> **WORK TO COMPLETE**
Please reproduce verbatim the lines below, from the first through the one with "step toward [Self::MAX].".

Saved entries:

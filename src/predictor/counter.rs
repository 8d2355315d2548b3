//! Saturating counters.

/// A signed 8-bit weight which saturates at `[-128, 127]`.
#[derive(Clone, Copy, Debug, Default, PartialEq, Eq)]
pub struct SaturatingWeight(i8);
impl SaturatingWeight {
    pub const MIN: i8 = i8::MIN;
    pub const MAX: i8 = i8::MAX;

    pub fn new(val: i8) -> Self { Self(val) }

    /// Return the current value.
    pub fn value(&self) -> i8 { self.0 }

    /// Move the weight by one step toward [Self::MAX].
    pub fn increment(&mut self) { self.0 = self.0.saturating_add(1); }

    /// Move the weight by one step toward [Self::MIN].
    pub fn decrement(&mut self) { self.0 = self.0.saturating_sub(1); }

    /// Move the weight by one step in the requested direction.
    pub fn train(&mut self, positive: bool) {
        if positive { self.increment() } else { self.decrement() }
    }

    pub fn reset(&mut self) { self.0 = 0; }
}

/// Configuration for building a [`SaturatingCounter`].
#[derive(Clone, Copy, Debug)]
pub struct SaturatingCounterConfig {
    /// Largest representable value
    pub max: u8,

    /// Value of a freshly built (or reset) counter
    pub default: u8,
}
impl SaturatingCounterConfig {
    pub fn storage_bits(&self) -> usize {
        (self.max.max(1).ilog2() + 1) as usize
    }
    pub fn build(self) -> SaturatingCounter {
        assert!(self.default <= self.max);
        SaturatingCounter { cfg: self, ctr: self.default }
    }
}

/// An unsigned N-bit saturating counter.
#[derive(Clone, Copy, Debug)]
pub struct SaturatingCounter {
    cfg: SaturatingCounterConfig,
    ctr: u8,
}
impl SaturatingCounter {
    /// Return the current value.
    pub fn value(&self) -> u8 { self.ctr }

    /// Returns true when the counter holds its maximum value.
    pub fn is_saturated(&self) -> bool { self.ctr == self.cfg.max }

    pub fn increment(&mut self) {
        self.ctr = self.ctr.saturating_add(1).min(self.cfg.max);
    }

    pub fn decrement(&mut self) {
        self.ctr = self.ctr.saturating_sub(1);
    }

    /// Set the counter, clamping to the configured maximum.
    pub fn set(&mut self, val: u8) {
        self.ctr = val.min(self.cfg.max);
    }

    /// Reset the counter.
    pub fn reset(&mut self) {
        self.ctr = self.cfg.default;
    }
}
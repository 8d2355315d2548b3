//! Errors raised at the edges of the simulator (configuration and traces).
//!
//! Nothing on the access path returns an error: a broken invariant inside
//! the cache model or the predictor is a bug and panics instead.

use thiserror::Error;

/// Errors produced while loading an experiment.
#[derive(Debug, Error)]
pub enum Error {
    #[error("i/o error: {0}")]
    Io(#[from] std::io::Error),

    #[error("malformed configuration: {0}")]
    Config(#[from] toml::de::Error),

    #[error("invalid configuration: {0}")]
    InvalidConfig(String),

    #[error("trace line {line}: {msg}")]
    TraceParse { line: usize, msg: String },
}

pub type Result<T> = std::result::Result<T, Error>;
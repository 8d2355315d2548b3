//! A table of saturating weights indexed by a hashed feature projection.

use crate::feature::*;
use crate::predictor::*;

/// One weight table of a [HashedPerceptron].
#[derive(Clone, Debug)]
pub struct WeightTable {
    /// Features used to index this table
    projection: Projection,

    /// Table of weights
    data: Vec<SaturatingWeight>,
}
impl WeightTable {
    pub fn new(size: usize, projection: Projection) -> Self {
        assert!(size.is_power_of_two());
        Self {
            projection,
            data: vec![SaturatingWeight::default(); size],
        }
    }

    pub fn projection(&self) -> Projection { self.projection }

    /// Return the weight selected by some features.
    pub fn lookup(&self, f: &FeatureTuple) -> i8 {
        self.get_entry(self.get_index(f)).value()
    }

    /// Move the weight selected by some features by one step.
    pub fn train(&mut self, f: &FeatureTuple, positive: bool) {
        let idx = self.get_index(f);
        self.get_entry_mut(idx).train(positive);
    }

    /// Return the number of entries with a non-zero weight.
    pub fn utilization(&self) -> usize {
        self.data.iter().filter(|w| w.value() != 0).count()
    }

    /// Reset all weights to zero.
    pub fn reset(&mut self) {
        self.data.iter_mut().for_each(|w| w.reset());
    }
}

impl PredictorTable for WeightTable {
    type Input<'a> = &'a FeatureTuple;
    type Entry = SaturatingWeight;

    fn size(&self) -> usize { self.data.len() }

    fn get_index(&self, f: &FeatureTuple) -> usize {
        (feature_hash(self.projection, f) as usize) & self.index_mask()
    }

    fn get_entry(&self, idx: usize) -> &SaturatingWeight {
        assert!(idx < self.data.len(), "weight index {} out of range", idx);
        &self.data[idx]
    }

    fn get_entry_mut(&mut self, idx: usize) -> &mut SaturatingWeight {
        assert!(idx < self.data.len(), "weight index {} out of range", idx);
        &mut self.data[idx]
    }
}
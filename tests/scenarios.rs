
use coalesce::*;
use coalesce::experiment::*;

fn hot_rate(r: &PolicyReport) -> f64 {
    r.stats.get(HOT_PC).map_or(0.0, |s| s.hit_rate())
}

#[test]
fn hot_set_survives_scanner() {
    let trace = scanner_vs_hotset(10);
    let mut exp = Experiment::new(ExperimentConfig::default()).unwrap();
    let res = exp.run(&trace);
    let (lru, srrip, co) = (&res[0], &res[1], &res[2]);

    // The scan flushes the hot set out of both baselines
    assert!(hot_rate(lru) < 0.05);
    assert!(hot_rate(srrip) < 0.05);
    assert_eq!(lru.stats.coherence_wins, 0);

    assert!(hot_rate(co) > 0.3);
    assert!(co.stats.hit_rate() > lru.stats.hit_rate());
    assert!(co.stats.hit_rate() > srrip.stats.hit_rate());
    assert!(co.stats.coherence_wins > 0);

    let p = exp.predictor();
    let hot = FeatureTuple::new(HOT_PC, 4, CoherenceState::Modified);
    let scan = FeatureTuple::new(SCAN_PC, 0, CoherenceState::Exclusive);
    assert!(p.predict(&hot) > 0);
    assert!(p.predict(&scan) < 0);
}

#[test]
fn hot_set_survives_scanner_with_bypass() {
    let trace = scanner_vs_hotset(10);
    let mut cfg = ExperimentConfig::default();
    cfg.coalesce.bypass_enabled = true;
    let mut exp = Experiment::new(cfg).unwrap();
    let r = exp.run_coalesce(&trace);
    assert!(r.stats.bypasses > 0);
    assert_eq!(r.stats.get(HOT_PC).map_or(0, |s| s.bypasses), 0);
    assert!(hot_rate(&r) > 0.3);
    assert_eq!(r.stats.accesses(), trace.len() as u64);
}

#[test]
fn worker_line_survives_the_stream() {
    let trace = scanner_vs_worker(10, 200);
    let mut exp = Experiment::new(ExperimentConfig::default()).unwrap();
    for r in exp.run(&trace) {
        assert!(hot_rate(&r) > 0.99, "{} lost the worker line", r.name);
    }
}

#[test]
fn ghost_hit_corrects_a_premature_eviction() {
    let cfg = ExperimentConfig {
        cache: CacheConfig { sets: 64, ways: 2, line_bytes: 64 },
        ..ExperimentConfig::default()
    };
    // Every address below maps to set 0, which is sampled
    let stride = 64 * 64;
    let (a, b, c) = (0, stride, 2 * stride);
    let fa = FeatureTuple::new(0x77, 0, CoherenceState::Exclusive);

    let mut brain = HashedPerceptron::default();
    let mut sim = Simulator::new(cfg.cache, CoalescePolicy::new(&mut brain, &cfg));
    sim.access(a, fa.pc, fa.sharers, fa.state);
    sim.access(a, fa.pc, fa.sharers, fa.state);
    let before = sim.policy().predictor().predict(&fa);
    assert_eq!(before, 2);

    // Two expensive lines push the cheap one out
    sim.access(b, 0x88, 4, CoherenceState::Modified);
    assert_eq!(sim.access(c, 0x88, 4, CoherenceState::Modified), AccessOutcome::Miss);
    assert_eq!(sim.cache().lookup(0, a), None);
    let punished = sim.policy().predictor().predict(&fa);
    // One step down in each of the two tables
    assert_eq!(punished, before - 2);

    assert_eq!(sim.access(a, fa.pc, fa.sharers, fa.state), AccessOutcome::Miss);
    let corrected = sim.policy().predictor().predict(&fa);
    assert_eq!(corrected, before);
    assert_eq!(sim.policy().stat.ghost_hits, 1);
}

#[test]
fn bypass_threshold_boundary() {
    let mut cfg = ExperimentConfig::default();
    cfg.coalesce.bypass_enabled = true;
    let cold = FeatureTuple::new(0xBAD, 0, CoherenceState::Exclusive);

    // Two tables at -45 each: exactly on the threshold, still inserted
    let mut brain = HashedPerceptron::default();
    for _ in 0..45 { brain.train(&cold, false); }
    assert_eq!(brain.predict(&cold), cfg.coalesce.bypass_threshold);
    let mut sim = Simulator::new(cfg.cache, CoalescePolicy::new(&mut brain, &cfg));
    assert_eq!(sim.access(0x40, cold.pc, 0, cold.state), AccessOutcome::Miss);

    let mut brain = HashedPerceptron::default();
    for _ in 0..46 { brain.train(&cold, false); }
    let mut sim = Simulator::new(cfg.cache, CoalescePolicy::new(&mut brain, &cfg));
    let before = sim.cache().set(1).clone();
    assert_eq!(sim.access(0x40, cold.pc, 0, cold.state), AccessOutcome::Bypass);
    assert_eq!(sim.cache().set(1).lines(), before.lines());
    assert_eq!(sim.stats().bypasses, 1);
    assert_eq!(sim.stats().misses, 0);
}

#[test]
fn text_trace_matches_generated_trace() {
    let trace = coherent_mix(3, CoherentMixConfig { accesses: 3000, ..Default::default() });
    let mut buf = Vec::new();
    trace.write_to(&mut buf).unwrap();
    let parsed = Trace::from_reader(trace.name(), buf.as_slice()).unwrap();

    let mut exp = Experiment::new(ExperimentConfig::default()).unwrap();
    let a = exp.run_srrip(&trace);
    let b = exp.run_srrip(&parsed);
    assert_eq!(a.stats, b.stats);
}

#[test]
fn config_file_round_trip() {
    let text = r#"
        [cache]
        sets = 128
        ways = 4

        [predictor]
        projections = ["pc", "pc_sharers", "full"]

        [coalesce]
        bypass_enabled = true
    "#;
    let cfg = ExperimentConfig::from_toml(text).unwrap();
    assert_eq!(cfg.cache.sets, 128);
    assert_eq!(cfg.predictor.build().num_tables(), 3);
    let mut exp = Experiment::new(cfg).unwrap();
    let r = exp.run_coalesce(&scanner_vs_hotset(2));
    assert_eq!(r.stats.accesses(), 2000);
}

> **ANSWER AREA**
filename src/predictor/counter.rs
repository 8d2355315d2548b3
//! Saturating counters.

/// A signed 8-bit weight which saturates at `[-128, 127]`.
#[derive(Clone, Copy, Debug, Default, PartialEq, Eq)]
pub struct SaturatingWeight(i8);
impl SaturatingWeight {
    pub const MIN: i8 = i8::MIN;
    pub const MAX: i8 = i8::MAX;

    pub fn new(val: i8) -> Self { Self(val) }

    /// Return the current value.
    pub fn value(&self) -> i8 { self.0 }

    /// Move the weight by one step toward [Self::MAX].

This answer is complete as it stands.